Saliva would be a non-invasive sample material for oral and periodontal diagnostics. However, it is less specific than GCF and should be regarded to give a more general picture of oral health. As an example of potential diagnostic capacity of whole saliva is a study where whole saliva periodontitis associated proteome was analysed (Salazar et al. 2013). Twenty proteins were present in different abundance levels in the periodontally healthy subjects and periodontitis patients. And further, nineteen out of these 20 proteins showed higher intensities in periodontitis saliva, and eight were previously reported potential periodontitis biomarkers, among others MMP-8. Also specific protein signatures displayed characteristics of chronic periodontitis. However, effect of smoking should also be considered when salivary or oral rinse sample biomarker levels are analysed.

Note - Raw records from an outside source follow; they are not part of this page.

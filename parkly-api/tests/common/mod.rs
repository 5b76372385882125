use async_trait::async_trait;
use axum::body::Body;
use axum::http::{Request, StatusCode};
use axum::Router;
use chrono::{DateTime, Utc};
use http_body_util::BodyExt;
use std::collections::HashMap;
use std::sync::{Arc, Mutex};
use tower::util::ServiceExt;
use uuid::Uuid;

use parkly_api::middleware::auth::CustomerClaims;
use parkly_api::state::{AppState, AuthConfig, PaymentSettings, Resiliency};
use parkly_booking::models::{Booking, BookingStatus, PaymentStatus};
use parkly_booking::{BookingRepository, MockPaymentGateway, PaymentOrchestrator};
use parkly_catalog::spot::ParkingSpot;
use parkly_catalog::SpotRepository;
use parkly_core::events::NoopEventSink;
use parkly_core::notify::LogNotificationSender;
use parkly_core::payment::PaymentGateway;
use parkly_ledger::transaction::{Transaction, TransactionStatus, TransactionType};
use parkly_ledger::{LedgerError, LedgerRepository};
use parkly_store::app_config::BusinessRules;

pub const JWT_SECRET: &str = "test-jwt-secret";
pub const GATEWAY_SECRET: &str = "rzp_test_secret";
pub const GATEWAY_KEY_ID: &str = "rzp_test_key";

type BoxError = Box<dyn std::error::Error + Send + Sync>;

// ============================================================================
// In-memory repository fakes
// ============================================================================

#[derive(Default)]
pub struct MemorySpotRepo {
    spots: Mutex<HashMap<Uuid, ParkingSpot>>,
}

impl MemorySpotRepo {
    pub fn insert(&self, spot: ParkingSpot) {
        self.spots.lock().unwrap().insert(spot.id, spot);
    }

    pub fn remove(&self, id: Uuid) {
        self.spots.lock().unwrap().remove(&id);
    }

    pub fn available(&self, id: Uuid) -> i32 {
        self.spots.lock().unwrap()[&id].available_slots
    }
}

#[async_trait]
impl SpotRepository for MemorySpotRepo {
    async fn get_spot(&self, id: Uuid) -> Result<Option<ParkingSpot>, BoxError> {
        Ok(self.spots.lock().unwrap().get(&id).cloned())
    }

    async fn reserve_slot(&self, id: Uuid) -> Result<Option<ParkingSpot>, BoxError> {
        let mut spots = self.spots.lock().unwrap();
        match spots.get_mut(&id) {
            Some(spot) if spot.available_slots > 0 => {
                spot.available_slots -= 1;
                Ok(Some(spot.clone()))
            }
            _ => Ok(None),
        }
    }

    async fn release_slot(&self, id: Uuid) -> Result<Option<ParkingSpot>, BoxError> {
        let mut spots = self.spots.lock().unwrap();
        match spots.get_mut(&id) {
            Some(spot) => {
                spot.available_slots = (spot.available_slots + 1).min(spot.total_slots);
                Ok(Some(spot.clone()))
            }
            None => Ok(None),
        }
    }
}

#[derive(Default)]
pub struct MemoryBookingRepo {
    bookings: Mutex<HashMap<Uuid, Booking>>,
}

3.1. Matrix Metalloproteinase (MMP) -8

MMP-8 is the major collagenase in GCF, and point-of-care diagnostic tests have been developed based on analysing it (Sorsa et al. 1999; Prescher et al. 2007, Mäntylä et al. 2003, 2006, Sorsa et al. 2010). The tendency to lower MMP-8 concentrations in GCF of smokers compared to non-smokers has been observed (Persson et al. 2003) as well as lower salivary levels of MMP-8 in current smokers (Liede et al. 1999). This should be noticed when diagnostic use of MMP-8 is being considered. However, the effect of smoking on GCF MMP-8 levels seems to be two-fold. While overall MMP-8 mean level tends to be lower in GCF of smokers when compared with non-smokers, in progressing attachment loss during the maintenance phase the MMP-8 concentrations of smokers are at the same level as in non-smokers (Mäntylä et al. 2006; Leppilahti et al. 2014a). In these studies, when sites were explored in respect of repeatedly substantially elevated MMP-8 concentrations during the maintenance phase, in part of smokers’ sites MMP-8 concentrations reached the highest levels of all sampled sites. Thus, lower level of MMP-8 in smokers’ GCF does not relate to all sites or to all smoking periodontitis patients. For this reason when MMP-8 is considered as target for point-of-care diagnostic test different cut-off levels for MMP-8 detection should be considered for smokers and non-smokers (Leppilahti et al. 2014a). When biomarkers in saliva samples were detected and compared with periodontal health status regarding smoking as dichotomous yes-no parameter, in smokers’ saliva concentration of IL-8 and MMP-8/TIMP-1 ratio were lower than in non-smokers, and salivary MMP-8 had a borderline p-value significantly lower in smokers (Rathnayake et al. 2013a). Possible explanation was considered to be the lower GCF flow of smokers, but also that the effect of smoking on periodontal inflammatory cells is reflected in saliva. In another study salivary concentration of MMP-8 differentiated periodontitis patients from controls, but in periodontitis patients who were smokers this difference was lost; however, the combination of MMP-8 and ICTP and the MMP-8/TIMP-1 ratio differentiated periodontitis cases from controls suggesting, that a combination of biomarkers could be useful when saliva is used as diagnostic sample material (Gursoy et al. 2010).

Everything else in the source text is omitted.